* [TASK DESCRIPTION] Every entry must be printed again exactly, with nothing left out.

□ □ □ □ □ □ □

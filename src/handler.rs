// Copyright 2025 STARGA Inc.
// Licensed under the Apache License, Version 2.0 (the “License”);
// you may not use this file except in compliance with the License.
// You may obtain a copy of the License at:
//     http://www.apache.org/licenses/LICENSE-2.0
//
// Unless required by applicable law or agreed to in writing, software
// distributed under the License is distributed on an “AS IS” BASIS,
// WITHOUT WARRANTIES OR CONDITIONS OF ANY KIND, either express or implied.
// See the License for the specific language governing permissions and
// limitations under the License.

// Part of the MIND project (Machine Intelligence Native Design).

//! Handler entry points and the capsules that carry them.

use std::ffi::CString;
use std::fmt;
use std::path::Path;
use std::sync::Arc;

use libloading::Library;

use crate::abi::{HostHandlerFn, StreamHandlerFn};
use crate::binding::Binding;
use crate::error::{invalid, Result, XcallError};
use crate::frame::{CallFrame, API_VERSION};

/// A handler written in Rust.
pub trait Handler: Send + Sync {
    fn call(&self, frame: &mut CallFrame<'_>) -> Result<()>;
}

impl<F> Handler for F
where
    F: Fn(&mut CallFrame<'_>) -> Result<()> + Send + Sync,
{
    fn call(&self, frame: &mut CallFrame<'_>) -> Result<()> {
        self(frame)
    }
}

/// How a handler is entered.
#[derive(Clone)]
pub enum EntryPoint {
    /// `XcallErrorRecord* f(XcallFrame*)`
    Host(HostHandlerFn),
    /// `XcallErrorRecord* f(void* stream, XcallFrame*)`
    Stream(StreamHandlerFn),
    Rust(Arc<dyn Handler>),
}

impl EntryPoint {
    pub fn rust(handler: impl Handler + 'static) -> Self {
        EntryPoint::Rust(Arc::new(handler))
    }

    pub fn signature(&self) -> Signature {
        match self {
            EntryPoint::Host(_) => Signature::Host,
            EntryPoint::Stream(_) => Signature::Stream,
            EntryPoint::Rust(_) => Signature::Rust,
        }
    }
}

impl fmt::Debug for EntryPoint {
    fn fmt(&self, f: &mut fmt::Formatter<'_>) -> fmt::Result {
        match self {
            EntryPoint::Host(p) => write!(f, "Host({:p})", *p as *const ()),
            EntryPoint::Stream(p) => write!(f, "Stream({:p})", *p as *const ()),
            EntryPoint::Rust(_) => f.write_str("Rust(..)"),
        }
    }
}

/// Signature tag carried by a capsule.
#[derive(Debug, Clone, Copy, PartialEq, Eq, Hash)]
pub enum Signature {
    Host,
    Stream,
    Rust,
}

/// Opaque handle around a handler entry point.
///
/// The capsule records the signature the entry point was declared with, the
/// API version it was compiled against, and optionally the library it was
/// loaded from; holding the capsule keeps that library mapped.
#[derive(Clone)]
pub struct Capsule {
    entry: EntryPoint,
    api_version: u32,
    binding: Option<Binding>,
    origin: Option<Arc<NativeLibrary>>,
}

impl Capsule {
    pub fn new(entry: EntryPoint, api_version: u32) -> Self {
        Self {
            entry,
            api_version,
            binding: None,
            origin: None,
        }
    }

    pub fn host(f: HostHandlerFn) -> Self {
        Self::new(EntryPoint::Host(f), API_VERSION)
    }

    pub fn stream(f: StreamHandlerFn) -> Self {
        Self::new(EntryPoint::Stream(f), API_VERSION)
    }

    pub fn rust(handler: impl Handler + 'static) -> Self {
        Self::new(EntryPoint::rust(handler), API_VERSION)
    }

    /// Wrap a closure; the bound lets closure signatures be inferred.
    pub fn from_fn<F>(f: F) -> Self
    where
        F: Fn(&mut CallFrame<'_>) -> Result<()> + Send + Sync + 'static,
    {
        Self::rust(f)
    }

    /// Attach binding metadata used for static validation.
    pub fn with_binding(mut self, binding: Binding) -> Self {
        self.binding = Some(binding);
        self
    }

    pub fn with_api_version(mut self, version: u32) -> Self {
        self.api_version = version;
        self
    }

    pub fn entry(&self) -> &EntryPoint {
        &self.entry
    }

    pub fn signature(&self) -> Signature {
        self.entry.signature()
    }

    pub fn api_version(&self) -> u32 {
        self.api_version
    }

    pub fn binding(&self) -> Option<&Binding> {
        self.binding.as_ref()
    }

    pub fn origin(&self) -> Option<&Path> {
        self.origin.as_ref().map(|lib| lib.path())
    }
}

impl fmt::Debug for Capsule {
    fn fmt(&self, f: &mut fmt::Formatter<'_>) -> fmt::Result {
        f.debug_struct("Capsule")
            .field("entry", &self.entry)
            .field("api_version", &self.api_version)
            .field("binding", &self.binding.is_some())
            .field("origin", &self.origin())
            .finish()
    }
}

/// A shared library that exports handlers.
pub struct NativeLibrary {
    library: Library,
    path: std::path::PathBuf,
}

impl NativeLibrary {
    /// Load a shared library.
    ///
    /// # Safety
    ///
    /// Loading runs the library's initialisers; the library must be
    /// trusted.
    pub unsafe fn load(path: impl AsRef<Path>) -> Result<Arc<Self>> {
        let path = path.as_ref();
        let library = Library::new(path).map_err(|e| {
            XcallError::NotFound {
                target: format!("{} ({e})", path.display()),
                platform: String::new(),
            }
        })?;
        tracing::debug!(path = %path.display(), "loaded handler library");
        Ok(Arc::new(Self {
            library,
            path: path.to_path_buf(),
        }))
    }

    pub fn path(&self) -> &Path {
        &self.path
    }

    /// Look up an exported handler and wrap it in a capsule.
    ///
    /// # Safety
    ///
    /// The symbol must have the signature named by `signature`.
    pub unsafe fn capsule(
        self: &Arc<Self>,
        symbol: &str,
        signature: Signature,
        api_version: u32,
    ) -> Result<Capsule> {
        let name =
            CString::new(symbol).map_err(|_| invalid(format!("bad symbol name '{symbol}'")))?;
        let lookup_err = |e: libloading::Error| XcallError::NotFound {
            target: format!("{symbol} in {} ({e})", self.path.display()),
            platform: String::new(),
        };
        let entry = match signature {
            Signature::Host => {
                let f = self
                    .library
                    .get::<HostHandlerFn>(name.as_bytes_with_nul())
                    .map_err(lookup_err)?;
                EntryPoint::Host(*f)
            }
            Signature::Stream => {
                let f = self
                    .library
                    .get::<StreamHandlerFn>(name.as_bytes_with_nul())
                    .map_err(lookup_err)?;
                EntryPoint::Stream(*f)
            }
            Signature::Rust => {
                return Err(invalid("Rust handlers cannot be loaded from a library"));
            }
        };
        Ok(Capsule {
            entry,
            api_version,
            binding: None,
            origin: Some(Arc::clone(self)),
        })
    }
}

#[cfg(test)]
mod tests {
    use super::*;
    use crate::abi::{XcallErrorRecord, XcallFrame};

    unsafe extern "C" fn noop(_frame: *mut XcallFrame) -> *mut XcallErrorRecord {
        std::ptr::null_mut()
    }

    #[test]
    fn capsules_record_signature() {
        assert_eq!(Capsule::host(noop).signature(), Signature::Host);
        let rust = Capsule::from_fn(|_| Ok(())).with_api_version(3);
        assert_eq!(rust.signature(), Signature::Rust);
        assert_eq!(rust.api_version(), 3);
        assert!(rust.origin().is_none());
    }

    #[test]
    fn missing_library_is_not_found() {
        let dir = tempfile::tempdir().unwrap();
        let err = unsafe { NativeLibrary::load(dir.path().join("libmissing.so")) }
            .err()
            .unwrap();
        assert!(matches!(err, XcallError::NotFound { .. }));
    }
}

□ □ □ □ □ □ □

* [THE COMPLETED TASK]
filename src/handler.rs
// Copyright 2025 STARGA Inc.
// Licensed under the Apache License, Version 2.0 (the “License”);
// you may not use this file except in compliance with the License.
// You may obtain a copy of the License at:
//     http://www.apache.org/licenses/LICENSE-2.0
//
// Unless required by applicable law or agreed to in writing, software
// distributed under the License is distributed on an “AS IS” BASIS,
// WITHOUT WARRANTIES OR CONDITIONS OF ANY KIND, either express or implied.
// See the License for the specific language governing permissions and
// limitations under the License.

// Part of the MIND project (Machine Intelligence Native Design).

//! Handler entry points and the capsules that carry them.

use std::ffi::CString;
use std::fmt;
use std::path::Path;
use std::sync::Arc;

use libloading::Library;

use crate::abi::{HostHandlerFn, StreamHandlerFn};
use crate::binding::Binding;
use crate::error::{invalid, Result, XcallError};
use crate::frame::{CallFrame, API_VERSION};

/// A handler written in Rust.
pub trait Handler: Send + Sync {
    fn call(&self, frame: &mut CallFrame<'_>) -> Result<()>;
}

impl<F> Handler for F
where
    F: Fn(&mut CallFrame<'_>) -> Result<()> + Send + Sync,
{
    fn call(&self, frame: &mut CallFrame<'_>) -> Result<()> {
        self(frame)
    }
}

/// How a handler is entered.
#[derive(Clone)]
pub enum EntryPoint {
    /// `XcallErrorRecord* f(XcallFrame*)`
    Host(HostHandlerFn),
    /// `XcallErrorRecord* f(void* stream, XcallFrame*)`
    Stream(StreamHandlerFn),
    Rust(Arc<dyn Handler>),
}

impl EntryPoint {
    pub fn rust(handler: impl Handler + 'static) -> Self {
        EntryPoint::Rust(Arc::new(handler))
    }

    pub fn signature(&self) -> Signature {
        match self {
            EntryPoint::Host(_) => Signature::Host,
            EntryPoint::Stream(_) => Signature::Stream,
            EntryPoint::Rust(_) => Signature::Rust,
        }
    }
}

impl fmt::Debug for EntryPoint {
    fn fmt(&self, f: &mut fmt::Formatter<'_>) -> fmt::Result {
        match self {
            EntryPoint::Host(p) => write!(f, "Host({:p})", *p as *const ()),
            EntryPoint::Stream(p) => write!(f, "Stream({:p})", *p as *const ()),
            EntryPoint::Rust(_) => f.write_str("Rust(..)"),
        }
    }
}

/// Signature tag carried by a capsule.
#[derive(Debug, Clone, Copy, PartialEq, Eq, Hash)]
pub enum Signature {
    Host,
    Stream,
    Rust,
}

/// Opaque handle around a handler entry point.
///
/// The capsule records the signature the entry point was declared with, the
/// API version it was compiled against, and optionally the library it was
/// loaded from; holding the capsule keeps that library mapped.
#[derive(Clone)]
pub struct Capsule {
    entry: EntryPoint,
    api_version: u32,
    binding: Option<Binding>,
    origin: Option<Arc<NativeLibrary>>,
}

impl Capsule {
    pub fn new(entry: EntryPoint, api_version: u32) -> Self {
        Self {
            entry,
            api_version,
            binding: None,
            origin: None,
        }
    }

    pub fn host(f: HostHandlerFn) -> Self {
        Self::new(EntryPoint::Host(f), API_VERSION)
    }

    pub fn stream(f: StreamHandlerFn) -> Self {
        Self::new(EntryPoint::Stream(f), API_VERSION)
    }

    pub fn rust(handler: impl Handler + 'static) -> Self {
        Self::new(EntryPoint::rust(handler), API_VERSION)
    }

    /// Wrap a closure; the bound lets closure signatures be inferred.
    pub fn from_fn<F>(f: F) -> Self
    where
        F: Fn(&mut CallFrame<'_>) -> Result<()> + Send + Sync + 'static,
    {
        Self::rust(f)
    }

    /// Attach binding metadata used for static validation.
    pub fn with_binding(mut self, binding: Binding) -> Self {
        self.binding = Some(binding);
        self
    }

    pub fn with_api_version(mut self, version: u32) -> Self {
        self.api_version = version;
        self
    }

    pub fn entry(&self) -> &EntryPoint {
        &self.entry
    }

    pub fn signature(&self) -> Signature {
        self.entry.signature()
    }

    pub fn api_version(&self) -> u32 {
        self.api_version
    }

    pub fn binding(&self) -> Option<&Binding> {
        self.binding.as_ref()
    }

    pub fn origin(&self) -> Option<&Path> {
        self.origin.as_ref().map(|lib| lib.path())
    }
}

impl fmt::Debug for Capsule {
    fn fmt(&self, f: &mut fmt::Formatter<'_>) -> fmt::Result {
        f.debug_struct("Capsule")
            .field("entry", &self.entry)
            .field("api_version", &self.api_version)
            .field("binding", &self.binding.is_some())
            .field("origin", &self.origin())
            .finish()
    }
}

/// A shared library that exports handlers.
pub struct NativeLibrary {
    library: Library,
    path: std::path::PathBuf,
}

impl NativeLibrary {
    /// Load a shared library.
    ///
    /// # Safety
    ///
    /// Loading runs the library's initialisers; the library must be
    /// trusted.
    pub unsafe fn load(path: impl AsRef<Path>) -> Result<Arc<Self>> {
        let path = path.as_ref();
        let library = Library::new(path).map_err(|e| {
            XcallError::NotFound {
                target: format!("{} ({e})", path.display()),
                platform: String::new(),
            }
        })?;
        tracing::debug!(path = %path.display(), "loaded handler library");
        Ok(Arc::new(Self {
            library,
            path: path.to_path_buf(),
        }))
    }

    pub fn path(&self) -> &Path {
        &self.path
    }

    /// Look up an exported handler and wrap it in a capsule.
    ///
    /// # Safety
    ///
    /// The symbol must have the signature named by `signature`.
    pub unsafe fn capsule(
        self: &Arc<Self>,
        symbol: &str,
        signature: Signature,
        api_version: u32,
    ) -> Result<Capsule> {
        let name =
            CString::new(symbol).map_err(|_| invalid(format!("bad symbol name '{symbol}'")))?;
        let lookup_err = |e: libloading::Error| XcallError::NotFound {
            target: format!("{symbol} in {} ({e})", self.path.display()),
            platform: String::new(),
        };
        let entry = match signature {
            Signature::Host => {
                let f = self
                    .library
                    .get::<HostHandlerFn>(name.as_bytes_with_nul())
                    .map_err(lookup_err)?;
                EntryPoint::Host(*f)
            }
            Signature::Stream => {
                let f = self
                    .library
                    .get::<StreamHandlerFn>(name.as_bytes_with_nul())
                    .map_err(lookup_err)?;
                EntryPoint::Stream(*f)
            }
            Signature::Rust => {
                return Err(invalid("Rust handlers cannot be loaded from a library"));
            }
        };
        Ok(Capsule {
            entry,
            api_version,
            binding: None,
            origin: Some(Arc::clone(self)),
        })
    }
}

#[cfg(test)]
mod tests {
    use super::*;
    use crate::abi::{XcallErrorRecord, XcallFrame};

    unsafe extern "C" fn noop(_frame: *mut XcallFrame) -> *mut XcallErrorRecord {
        std::ptr::null_mut()
    }

    #[test]
    fn capsules_record_signature() {
        assert_eq!(Capsule::host(noop).signature(), Signature::Host);
        let rust = Capsule::from_fn(|_| Ok(())).with_api_version(3);
        assert_eq!(rust.signature(), Signature::Rust);
        assert_eq!(rust.api_version(), 3);
        assert!(rust.origin().is_none());
    }

    #[test]
    fn missing_library_is_not_found() {
        let dir = tempfile::tempdir().unwrap();
        let err = unsafe { NativeLibrary::load(dir.path().join("libmissing.so")) }
            .err()
            .unwrap();
        assert!(matches!(err, XcallError::NotFound { .. }));
    }
}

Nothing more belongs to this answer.